>>>>
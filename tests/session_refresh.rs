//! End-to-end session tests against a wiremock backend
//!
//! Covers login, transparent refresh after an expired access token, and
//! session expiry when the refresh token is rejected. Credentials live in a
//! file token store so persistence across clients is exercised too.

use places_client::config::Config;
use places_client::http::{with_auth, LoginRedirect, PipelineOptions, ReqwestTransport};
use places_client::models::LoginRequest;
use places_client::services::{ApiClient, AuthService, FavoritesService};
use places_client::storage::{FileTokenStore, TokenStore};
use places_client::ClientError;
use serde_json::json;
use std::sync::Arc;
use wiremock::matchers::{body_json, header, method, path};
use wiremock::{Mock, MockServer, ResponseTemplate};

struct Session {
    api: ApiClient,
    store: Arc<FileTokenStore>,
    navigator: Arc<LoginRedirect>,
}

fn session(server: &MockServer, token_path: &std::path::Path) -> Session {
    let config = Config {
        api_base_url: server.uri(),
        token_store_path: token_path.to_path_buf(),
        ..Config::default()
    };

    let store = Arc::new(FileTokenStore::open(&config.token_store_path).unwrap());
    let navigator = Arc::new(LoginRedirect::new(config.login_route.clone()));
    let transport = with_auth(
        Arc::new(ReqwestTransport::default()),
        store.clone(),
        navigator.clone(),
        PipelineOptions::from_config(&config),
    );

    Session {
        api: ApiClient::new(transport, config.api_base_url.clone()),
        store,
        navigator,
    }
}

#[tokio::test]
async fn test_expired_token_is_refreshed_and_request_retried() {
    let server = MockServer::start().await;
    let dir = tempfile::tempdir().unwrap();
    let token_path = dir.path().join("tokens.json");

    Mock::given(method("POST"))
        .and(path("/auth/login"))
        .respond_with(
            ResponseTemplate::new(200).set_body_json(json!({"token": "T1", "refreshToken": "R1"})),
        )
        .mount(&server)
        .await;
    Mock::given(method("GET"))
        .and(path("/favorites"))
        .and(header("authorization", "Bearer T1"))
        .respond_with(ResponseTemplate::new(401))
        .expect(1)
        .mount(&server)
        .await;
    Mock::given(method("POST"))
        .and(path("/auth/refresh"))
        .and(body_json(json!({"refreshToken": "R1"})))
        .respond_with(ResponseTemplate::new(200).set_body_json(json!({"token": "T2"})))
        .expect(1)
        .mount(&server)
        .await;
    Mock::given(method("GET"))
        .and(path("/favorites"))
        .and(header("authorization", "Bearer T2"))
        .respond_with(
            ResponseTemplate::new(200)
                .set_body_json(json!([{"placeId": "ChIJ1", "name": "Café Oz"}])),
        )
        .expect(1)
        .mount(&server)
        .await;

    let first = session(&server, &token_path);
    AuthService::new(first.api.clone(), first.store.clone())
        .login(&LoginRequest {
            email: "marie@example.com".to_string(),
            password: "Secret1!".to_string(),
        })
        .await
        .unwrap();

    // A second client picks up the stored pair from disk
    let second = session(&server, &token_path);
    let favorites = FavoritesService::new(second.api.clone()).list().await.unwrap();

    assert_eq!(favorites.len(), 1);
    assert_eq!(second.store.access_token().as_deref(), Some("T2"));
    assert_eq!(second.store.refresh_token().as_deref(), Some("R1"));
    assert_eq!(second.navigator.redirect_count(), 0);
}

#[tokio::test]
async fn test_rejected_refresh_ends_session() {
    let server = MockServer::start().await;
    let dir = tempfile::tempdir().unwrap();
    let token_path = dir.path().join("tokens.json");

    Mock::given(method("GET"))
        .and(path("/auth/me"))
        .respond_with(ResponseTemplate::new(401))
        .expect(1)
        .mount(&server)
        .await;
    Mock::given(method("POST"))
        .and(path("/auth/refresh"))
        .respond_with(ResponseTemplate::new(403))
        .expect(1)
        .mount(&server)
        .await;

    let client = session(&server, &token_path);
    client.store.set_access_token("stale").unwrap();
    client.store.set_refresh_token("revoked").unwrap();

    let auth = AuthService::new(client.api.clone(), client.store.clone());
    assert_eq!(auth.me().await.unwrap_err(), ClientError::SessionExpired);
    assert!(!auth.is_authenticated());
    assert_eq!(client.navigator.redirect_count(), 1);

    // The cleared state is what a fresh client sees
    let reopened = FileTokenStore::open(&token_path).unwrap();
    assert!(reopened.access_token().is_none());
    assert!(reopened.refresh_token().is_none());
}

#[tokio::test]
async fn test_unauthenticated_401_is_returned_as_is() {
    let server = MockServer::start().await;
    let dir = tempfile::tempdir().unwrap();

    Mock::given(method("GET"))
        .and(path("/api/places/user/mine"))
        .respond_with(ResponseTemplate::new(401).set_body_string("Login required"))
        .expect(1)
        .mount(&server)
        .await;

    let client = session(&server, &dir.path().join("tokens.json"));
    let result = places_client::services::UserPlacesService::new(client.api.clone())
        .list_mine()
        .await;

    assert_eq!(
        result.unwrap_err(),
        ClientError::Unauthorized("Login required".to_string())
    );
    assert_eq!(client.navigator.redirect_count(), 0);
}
<<<<
>>>>
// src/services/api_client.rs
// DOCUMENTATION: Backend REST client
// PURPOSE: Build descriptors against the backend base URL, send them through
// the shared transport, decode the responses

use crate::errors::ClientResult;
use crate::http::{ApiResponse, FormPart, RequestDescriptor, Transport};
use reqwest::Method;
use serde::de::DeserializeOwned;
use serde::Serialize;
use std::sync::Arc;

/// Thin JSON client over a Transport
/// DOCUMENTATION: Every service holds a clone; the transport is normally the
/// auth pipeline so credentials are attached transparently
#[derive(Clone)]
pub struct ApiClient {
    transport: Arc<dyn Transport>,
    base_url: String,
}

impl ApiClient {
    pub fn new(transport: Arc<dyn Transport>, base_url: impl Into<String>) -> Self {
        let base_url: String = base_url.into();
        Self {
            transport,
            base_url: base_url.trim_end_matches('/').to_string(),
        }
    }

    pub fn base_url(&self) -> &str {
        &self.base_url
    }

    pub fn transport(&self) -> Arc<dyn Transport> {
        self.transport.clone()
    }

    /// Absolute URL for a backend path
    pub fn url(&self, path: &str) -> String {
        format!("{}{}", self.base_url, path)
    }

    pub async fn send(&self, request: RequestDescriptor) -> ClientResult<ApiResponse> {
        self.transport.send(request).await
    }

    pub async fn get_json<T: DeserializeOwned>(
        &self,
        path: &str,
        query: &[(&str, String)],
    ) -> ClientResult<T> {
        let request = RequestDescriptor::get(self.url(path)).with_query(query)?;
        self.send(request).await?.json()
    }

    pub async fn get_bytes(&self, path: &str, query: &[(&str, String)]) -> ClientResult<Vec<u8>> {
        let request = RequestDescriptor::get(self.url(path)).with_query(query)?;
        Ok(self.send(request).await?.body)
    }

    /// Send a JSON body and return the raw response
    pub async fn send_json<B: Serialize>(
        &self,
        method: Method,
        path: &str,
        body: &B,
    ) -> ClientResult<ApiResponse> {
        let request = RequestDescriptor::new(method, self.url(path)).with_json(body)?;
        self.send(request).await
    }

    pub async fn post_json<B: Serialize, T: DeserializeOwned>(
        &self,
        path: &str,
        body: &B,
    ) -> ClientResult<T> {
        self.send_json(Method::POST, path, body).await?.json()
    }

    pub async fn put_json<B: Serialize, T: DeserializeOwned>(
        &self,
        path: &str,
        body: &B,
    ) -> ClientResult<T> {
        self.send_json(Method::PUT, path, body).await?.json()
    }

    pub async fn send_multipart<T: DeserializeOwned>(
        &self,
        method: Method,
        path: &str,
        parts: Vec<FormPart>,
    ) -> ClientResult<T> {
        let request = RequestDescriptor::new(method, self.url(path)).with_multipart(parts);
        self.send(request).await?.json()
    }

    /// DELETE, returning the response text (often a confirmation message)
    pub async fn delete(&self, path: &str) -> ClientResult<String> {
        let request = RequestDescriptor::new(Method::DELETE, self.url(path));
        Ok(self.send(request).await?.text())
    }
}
<<<<
>>>>
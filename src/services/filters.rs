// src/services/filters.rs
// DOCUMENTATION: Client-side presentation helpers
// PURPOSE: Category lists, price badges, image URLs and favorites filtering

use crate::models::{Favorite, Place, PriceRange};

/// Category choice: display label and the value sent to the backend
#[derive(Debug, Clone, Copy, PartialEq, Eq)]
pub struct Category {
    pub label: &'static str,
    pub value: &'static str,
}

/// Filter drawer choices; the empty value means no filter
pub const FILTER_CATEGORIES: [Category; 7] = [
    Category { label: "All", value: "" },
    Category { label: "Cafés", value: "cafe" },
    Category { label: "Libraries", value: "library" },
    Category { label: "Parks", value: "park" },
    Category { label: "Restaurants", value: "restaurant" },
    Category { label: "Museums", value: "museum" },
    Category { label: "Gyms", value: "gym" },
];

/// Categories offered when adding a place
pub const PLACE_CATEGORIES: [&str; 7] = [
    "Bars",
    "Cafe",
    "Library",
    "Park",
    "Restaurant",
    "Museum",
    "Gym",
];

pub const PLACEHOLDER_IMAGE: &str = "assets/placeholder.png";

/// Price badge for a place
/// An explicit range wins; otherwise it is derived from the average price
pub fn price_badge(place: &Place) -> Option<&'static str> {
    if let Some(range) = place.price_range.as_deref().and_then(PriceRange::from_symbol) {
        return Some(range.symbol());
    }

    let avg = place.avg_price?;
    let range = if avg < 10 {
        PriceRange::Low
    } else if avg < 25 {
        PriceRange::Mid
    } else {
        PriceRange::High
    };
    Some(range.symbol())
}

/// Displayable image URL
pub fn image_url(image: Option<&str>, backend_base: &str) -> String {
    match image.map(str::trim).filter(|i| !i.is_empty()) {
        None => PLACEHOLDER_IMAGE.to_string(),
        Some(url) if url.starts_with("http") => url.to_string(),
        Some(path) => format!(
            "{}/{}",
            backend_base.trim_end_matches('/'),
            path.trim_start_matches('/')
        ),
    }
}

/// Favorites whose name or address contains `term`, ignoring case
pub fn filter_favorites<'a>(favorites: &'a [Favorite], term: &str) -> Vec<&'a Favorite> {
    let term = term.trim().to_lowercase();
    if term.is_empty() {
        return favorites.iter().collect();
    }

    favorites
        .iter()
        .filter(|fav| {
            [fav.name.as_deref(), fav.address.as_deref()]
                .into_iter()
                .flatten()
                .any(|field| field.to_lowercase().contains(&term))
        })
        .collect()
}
<<<<
> **WHAT THE EXERCISE ASKS**
Return a copy of each line in the entries that contains "LoginRedirect".

> **RESPONSE**
use places_client::http::{with_auth, LoginRedirect, PipelineOptions, ReqwestTransport};
    navigator: Arc<LoginRedirect>,
    let navigator = Arc::new(LoginRedirect::new(config.login_route.clone()));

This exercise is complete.